Feenie · 01/03/2009 20:24

Melissa, you asked me to specifically comment on my school, so I did. Playtimes do work at our school because of the reasons I described.

Feenie · 01/03/2009 20:29

Could I ask politely that you learn how to spell 'definitely', if you are going to use it almost daily? Only your version makes my eyes hurt

twinsetandpearls · 02/03/2009 18:31

was that me Feenie? I can spell it is my typing that is crap. I think most pedantics know that people can spell and that typing in a rush is the issue tbh.

duchesse · 02/03/2009 18:46

Yes, and I would have done from 6 years ago if we hadn't found the best school in the world instead. They are 11, 13 and 15 now, and back then at 6, 8 and 10, only the 8 yr old was anything like happy at school. The first three years of my other two children's schooling were truly horrible for them.

melissa75 · 02/03/2009 18:50

"Melissa, you asked me to specifically comment on my school, so I did"

feenie, I did not ask you to comment on your school, I asked you what happens when the playtimes in do not work, what then, what are you left with?

melissa75 · 02/03/2009 19:10

twinset...more than likely the comment was directed towards me. feenie has dubbed herself as the mumsnet spell checker, you'll get used to it! Its funny how she never picks up on her spelling mistakes though!!

twinsetandpearls · 02/03/2009 19:23

Perhaps not that it matters, my spelling does always look awful on here and because I am a teacher I do get picked up on it all the time by the pedantics.

Lindenlass · 02/03/2009 19:26

Please can someone tell me why a child would need to know 'integral (?) and something calculus (?)'? I certainly have never been taught it and seem to have survived perfectly well!

Feenie · 02/03/2009 20:46

Actually, you did ask for comments from specific schools:

By melissa75 Sun 01-Mar-09 12:35:29
""There are also a huge number of excellent schools where bullying is not tolerated."

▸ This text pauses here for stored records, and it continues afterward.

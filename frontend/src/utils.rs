/// Formats an integer with comma thousands separators, e.g. `5243` -> `"5,243"`.
#[cfg(target_arch = "wasm32")]
pub fn format_thousands(value: u64) -> String {
    js_sys::Number::from(value as f64)
        .to_locale_string("en-US")
        .into()
}

#[cfg(not(target_arch = "wasm32"))]
pub fn format_thousands(value: u64) -> String {
    group_digits(value)
}

// Same output as `Intl.NumberFormat("en-US")` for integers.
#[cfg_attr(target_arch = "wasm32", allow(dead_code))]
fn group_digits(value: u64) -> String {
    let digits = value.to_string();
    let mut out = String::with_capacity(digits.len() + digits.len() / 3);
    for (i, ch) in digits.chars().enumerate() {
        if i > 0 && (digits.len() - i) % 3 == 0 {
            out.push(',');
        }
        out.push(ch);
    }
    out
}

/// Formats a pixel length for inline styles, dropping a trailing `.0`.
pub fn px(value: f64) -> String {
    format!("{}px", value)
}
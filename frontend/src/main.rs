use yew::prelude::*;
use log::{info, Level};

mod config;
mod utils;
mod accordion;
mod anchor;
mod counter;
mod estimate;
mod particles;
mod redirect;
mod relay;
mod submission;
mod timers;

mod components {
    pub mod anchor_link;
    pub mod copy_button;
    pub mod estimate_widget;
    pub mod faq;
    pub mod particle_trail;
    pub mod reveal;
    pub mod signup_form;
    pub mod user_counter;
}
mod pages {
    pub mod landing;
}

use pages::landing::Landing;

#[function_component]
fn App() -> Html {
    info!("Rendering landing page");
    html! { <Landing /> }
}

fn main() {
    // Initialize console error panic hook for better error messages
    console_error_panic_hook::set_once();

    // Initialize logging
    console_log::init_with_level(Level::Info).expect("error initializing log");
    info!("Starting application");

    yew::Renderer::<App>::new().render();
}
//! Decorative particles: the cursor trail and the confetti burst.
//!
//! Particle generation is plain data so it can be driven by any `Rng`;
//! `spawn` is the only part that touches the DOM.

use rand::Rng;
use wasm_bindgen::{JsCast, JsValue};
use web_sys::{Document, HtmlElement};

use crate::timers::{BrowserScheduler, Scheduler};
use crate::utils::px;

pub const TRAIL_GLYPHS: [&str; 7] = ["₿", "🚀", "💎", "🌙", "💰", "Ξ", "📈"];
pub const CONFETTI_GLYPHS: [&str; 3] = ["🎉", "✉️", "🚀"];

pub const LIFETIME_MS: u32 = 1000;
pub const TRAIL_INTERVAL_MS: f64 = 50.0;
pub const CONFETTI_COUNT: usize = 30;
pub const PARTICLE_CLASS: &str = "cursor-particle";

#[derive(Clone, Debug, PartialEq)]
pub struct Particle {
    pub glyph: &'static str,
    pub x: f64,
    pub y: f64,
    /// Horizontal drift picked up by the CSS animation through `--tx`.
    pub tx: f64,
    /// Vertical drift, `--ty`.
    pub ty: f64,
}

fn pick<R: Rng + ?Sized>(palette: &[&'static str], rng: &mut R) -> &'static str {
    palette[rng.gen_range(0..palette.len())]
}

impl Particle {
    /// Trail particle: drifts sideways by up to 25px and falls 20 to 70px.
    pub fn trail<R: Rng + ?Sized>(x: f64, y: f64, rng: &mut R) -> Self {
        Self {
            glyph: pick(&TRAIL_GLYPHS, rng),
            x,
            y,
            tx: (rng.gen::<f64>() - 0.5) * 50.0,
            ty: 20.0 + rng.gen::<f64>() * 50.0,
        }
    }

    /// Confetti particle: scatters up to 50px in any direction.
    pub fn confetti<R: Rng + ?Sized>(x: f64, y: f64, rng: &mut R) -> Self {
        Self {
            glyph: pick(&CONFETTI_GLYPHS, rng),
            x,
            y,
            tx: (rng.gen::<f64>() - 0.5) * 100.0,
            ty: (rng.gen::<f64>() - 0.5) * 100.0,
        }
    }
}

pub fn confetti_burst<R: Rng + ?Sized>(x: f64, y: f64, rng: &mut R) -> Vec<Particle> {
    (0..CONFETTI_COUNT)
        .map(|_| Particle::confetti(x, y, rng))
        .collect()
}

/// Admits at most one event per `interval_ms` of wall clock.
#[derive(Clone, Debug)]
pub struct Throttle {
    interval_ms: f64,
    last: Option<f64>,
}

impl Throttle {
    pub fn new(interval_ms: f64) -> Self {
        Self { interval_ms, last: None }
    }

    pub fn admit(&mut self, now_ms: f64) -> bool {
        if let Some(last) = self.last {
            if now_ms - last < self.interval_ms {
                return false;
            }
        }
        self.last = Some(now_ms);
        true
    }
}

/// Appends the particle to `<body>` and removes it again after `LIFETIME_MS`.
pub fn spawn(document: &Document, particle: &Particle) -> Result<(), JsValue> {
    spawn_with(&BrowserScheduler, document, particle)
}

pub fn spawn_with<S: Scheduler>(
    scheduler: &S,
    document: &Document,
    particle: &Particle,
) -> Result<(), JsValue> {
    let body = document
        .body()
        .ok_or_else(|| JsValue::from_str("document has no body"))?;
    let element = document.create_element("span")?;
    element.class_list().add_1(PARTICLE_CLASS)?;
    element.set_text_content(Some(particle.glyph));

    let element: HtmlElement = element.dyn_into()?;
    let style = element.style();
    style.set_property("left", &px(particle.x))?;
    style.set_property("top", &px(particle.y))?;
    style.set_property("--tx", &px(particle.tx))?;
    style.set_property("--ty", &px(particle.ty))?;

    body.append_child(&element)?;
    scheduler.schedule(LIFETIME_MS, Box::new(move || element.remove()));
    Ok(())
}
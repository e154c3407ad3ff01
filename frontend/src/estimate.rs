//! Figures shown by the estimate slider.
//!
//! Both multipliers are kept in hundredths so the floor is taken on exact
//! integers instead of on a float product.

/// 0.20 per month.
pub const MONTHLY_HUNDREDTHS: u64 = 20;
/// 8.91 over a year.
pub const ANNUAL_HUNDREDTHS: u64 = 891;

pub fn monthly(amount: u64) -> u64 {
    amount.saturating_mul(MONTHLY_HUNDREDTHS) / 100
}

pub fn annual(amount: u64) -> u64 {
    amount.saturating_mul(ANNUAL_HUNDREDTHS) / 100
}

#[derive(Clone, Copy, Debug, PartialEq, Eq)]
pub struct Estimate {
    pub amount: u64,
    pub monthly: u64,
    pub annual: u64,
}

impl Estimate {
    pub fn for_amount(amount: u64) -> Self {
        Self {
            amount,
            monthly: monthly(amount),
            annual: annual(amount),
        }
    }

    /// Reads a slider value. Anything that is not a non-negative integer yields `None`.
    pub fn parse(raw: &str) -> Option<Self> {
        raw.trim().parse::<u64>().ok().map(Self::for_amount)
    }
}

/// Which copy of the widget is being wired. Each one has its own element ids.
#[derive(Clone, Copy, Debug, PartialEq, Eq)]
pub enum Layout {
    Desktop,
    Mobile,
}

impl Layout {
    pub fn range_id(self) -> &'static str {
        match self {
            Layout::Desktop => "investment-range",
            Layout::Mobile => "investment-range-mobile",
        }
    }

    pub fn amount_id(self) -> &'static str {
        match self {
            Layout::Desktop => "investment-val",
            Layout::Mobile => "investment-val-mobile",
        }
    }

    pub fn monthly_id(self) -> &'static str {
        match self {
            Layout::Desktop => "roi-val",
            Layout::Mobile => "roi-val-mobile",
        }
    }

    pub fn annual_id(self) -> &'static str {
        match self {
            Layout::Desktop => "roi-total",
            Layout::Mobile => "roi-annual-mobile",
        }
    }
}
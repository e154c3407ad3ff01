use gloo_timers::callback::Timeout;

/// Runs a task once after a delay. The page uses browser timeouts; tests drive a manual clock.
pub trait Scheduler {
    fn schedule(&self, delay_ms: u32, task: Box<dyn FnOnce()>);
}

/// `setTimeout` through gloo. Scheduled tasks are fire-and-forget.
#[derive(Clone, Copy, Debug, Default)]
pub struct BrowserScheduler;

impl Scheduler for BrowserScheduler {
    fn schedule(&self, delay_ms: u32, task: Box<dyn FnOnce()>) {
        Timeout::new(delay_ms, task).forget();
    }
}
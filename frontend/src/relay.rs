use gloo_net::http::{Method as HttpMethod, Request};

use crate::submission::{
    FormTransport, Method, RelayRequest, RelayResponse, TransportError, FORM_CONTENT_TYPE,
};

/// Browser `fetch` transport for the signup form.
pub struct FetchTransport;

impl FormTransport for FetchTransport {
    async fn send(&self, request: RelayRequest) -> Result<RelayResponse, TransportError> {
        let method = match request.method {
            Method::Get => HttpMethod::GET,
            Method::Post => HttpMethod::POST,
        };
        let mut builder = Request::new(&request.url)
            .method(method)
            .header("Accept", "application/json");
        if let Some(body) = request.body {
            builder = builder.header("Content-Type", FORM_CONTENT_TYPE).body(body);
        }

        let response = builder
            .send()
            .await
            .map_err(|e| TransportError::Network(e.to_string()))?;
        let status = response.status();
        // The body only feeds the diagnostic log, so an unreadable one is just empty.
        let body = response.text().await.unwrap_or_default();
        Ok(RelayResponse { status, body })
    }
}
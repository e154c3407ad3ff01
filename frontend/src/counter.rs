use std::rc::Rc;

use rand::Rng;

use crate::timers::Scheduler;

pub const SEED: u64 = 5243;
pub const TICK_MS: u32 = 3000;
pub const FLASH_MS: u32 = 300;
pub const FLASH_COLOR: &str = "#fff";

// A tick bumps the count only when the roll lands above this.
const BUMP_THRESHOLD: f64 = 0.6;

/// Displayed member count. Only ever grows.
#[derive(Clone, Debug, PartialEq, Eq)]
pub struct UserCounter {
    count: u64,
}

impl Default for UserCounter {
    fn default() -> Self {
        Self::starting_at(SEED)
    }
}

impl UserCounter {
    pub fn starting_at(count: u64) -> Self {
        Self { count }
    }

    pub fn count(&self) -> u64 {
        self.count
    }

    /// Runs one timer tick. Returns the new count when it changed.
    pub fn tick<R: Rng + ?Sized>(&mut self, rng: &mut R) -> Option<u64> {
        if rng.gen::<f64>() <= BUMP_THRESHOLD {
            return None;
        }
        let increase = rng.gen_range(1..=3);
        self.count = self.count.saturating_add(increase);
        Some(self.count)
    }
}

/// Turns the highlight on now and off again after `FLASH_MS`.
pub fn flash<S: Scheduler>(scheduler: &S, highlight: Rc<dyn Fn(bool)>) {
    highlight(true);
    scheduler.schedule(FLASH_MS, Box::new(move || highlight(false)));
}
use std::future::Future;

use crate::config::PaginationConfig;
use crate::error::{ParserError, QueryError, SourceError};
use crate::models::{Manga, SortOrder};
use crate::paginator::Paginator;
use crate::query::{to_filter, to_query, FilterCapabilities, LegacyFilter, Query, SearchCapabilities};

/// A site that serves listings page by page and understands criteria queries.
///
/// Implementors only fetch and parse one page; offset handling lives in
/// [`PagedMangaParser`].
pub trait ListPageSource {
    /// Source name used in logs and errors
    fn name(&self) -> &str;

    fn capabilities(&self) -> &SearchCapabilities;

    /// Reject queries this source cannot serve. Runs before any request.
    fn check(&self, query: &Query) -> Result<(), QueryError> {
        self.capabilities().validate(query)
    }

    fn fetch_page(
        &self,
        page: usize,
        query: &Query,
    ) -> impl Future<Output = Result<Vec<Manga>, SourceError>> + Send;
}

/// A site written against the flat [`LegacyFilter`].
///
/// Wrap it in [`Legacy`] to use it wherever a [`ListPageSource`] is expected.
pub trait LegacyPageSource {
    fn name(&self) -> &str;

    fn filter_capabilities(&self) -> FilterCapabilities;

    fn fetch_page(
        &self,
        page: usize,
        order: Option<SortOrder>,
        filter: &LegacyFilter,
    ) -> impl Future<Output = Result<Vec<Manga>, SourceError>> + Send;
}

/// Serves criteria queries through a [`LegacyPageSource`] by converting each
/// query into a [`LegacyFilter`].
pub struct Legacy<S> {
    inner: S,
    capabilities: SearchCapabilities,
}

impl<S: LegacyPageSource> Legacy<S> {
    pub fn new(inner: S) -> Self {
        let capabilities = SearchCapabilities::from(inner.filter_capabilities());
        Self {
            inner,
            capabilities,
        }
    }

    pub fn inner(&self) -> &S {
        &self.inner
    }
}

impl<S: LegacyPageSource + Sync> ListPageSource for Legacy<S> {
    fn name(&self) -> &str {
        self.inner.name()
    }

    fn capabilities(&self) -> &SearchCapabilities {
        &self.capabilities
    }

    fn check(&self, query: &Query) -> Result<(), QueryError> {
        self.capabilities.validate(query)?;
        to_filter(query).map(drop)
    }

    fn fetch_page(
        &self,
        page: usize,
        query: &Query,
    ) -> impl Future<Output = Result<Vec<Manga>, SourceError>> + Send {
        async move {
            let filter = to_filter(query)?;
            self.inner.fetch_page(page, query.order(), &filter).await
        }
    }
}

/// Offset-based listing on top of a page-based source.
///
/// Browsing and searching use separate paginators because sites often page
/// their search results differently from their catalog.
pub struct PagedMangaParser<S> {
    source: S,
    paginator: Paginator,
    search_paginator: Paginator,
}

impl<S: ListPageSource> PagedMangaParser<S> {
    pub fn new(source: S, page_size: usize, search_page_size: usize) -> Self {
        Self {
            source,
            paginator: Paginator::new(page_size),
            search_paginator: Paginator::new(search_page_size),
        }
    }

    pub fn from_config(source: S, config: &PaginationConfig) -> Self {
        Self {
            source,
            paginator: config.paginator(),
            search_paginator: config.search_paginator(),
        }
    }

    pub fn source(&self) -> &S {
        &self.source
    }

    pub fn paginator(&self) -> &Paginator {
        &self.paginator
    }

    pub fn search_paginator(&self) -> &Paginator {
        &self.search_paginator
    }

    /// Items starting at `query.offset()`, one site page at a time.
    pub async fn get_list(&mut self, query: &Query) -> Result<Vec<Manga>, ParserError> {
        if let Err(e) = self.source.check(query) {
            log::warn!(
                "[{}] Rejected query {}: {}",
                self.source.name(),
                serde_json::to_string(query).unwrap_or_default(),
                e
            );
            return Err(e.into());
        }

        let paginator = if query.title().is_some() {
            &mut self.search_paginator
        } else {
            &mut self.paginator
        };
        let offset = query.offset();
        let page = paginator.get_page(offset);
        log::debug!("[{}] Offset {} -> page {}", self.source.name(), offset, page);

        let list = self
            .source
            .fetch_page(page, query)
            .await
            .map_err(|error| ParserError::Source {
                source_name: self.source.name().to_string(),
                page,
                error,
            })?;

        paginator.on_list_received(offset, page, list.len());
        Ok(list)
    }

    /// [`get_list`](Self::get_list) for callers still holding a legacy filter.
    pub async fn get_list_filtered(
        &mut self,
        offset: usize,
        order: Option<SortOrder>,
        filter: &LegacyFilter,
    ) -> Result<Vec<Manga>, ParserError> {
        let query = to_query(offset, order, filter);
        self.get_list(&query).await
    }
}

May I ask what is done about it when it happeneds?"

and here:
By melissa75 Sun 01-Mar-09 12:35:29
"I would just like to know, what these "good schools" are doing to not tolerate bullying or to attempt to eradicate it,"

Great to see you are your usual civil self, Melissa. I tried to have an adult debate with you about spelling, once, yes. I do make typos sometimes. Typing 'definately' repeatedly isn't a typo, and I did ask you politely, after all.

How's the 13 year teaching career coming along? Any more career breaks for au pairing you'd care to mention?

ZZZen · 02/03/2009 20:48

OMG at being punched in the face by a parent!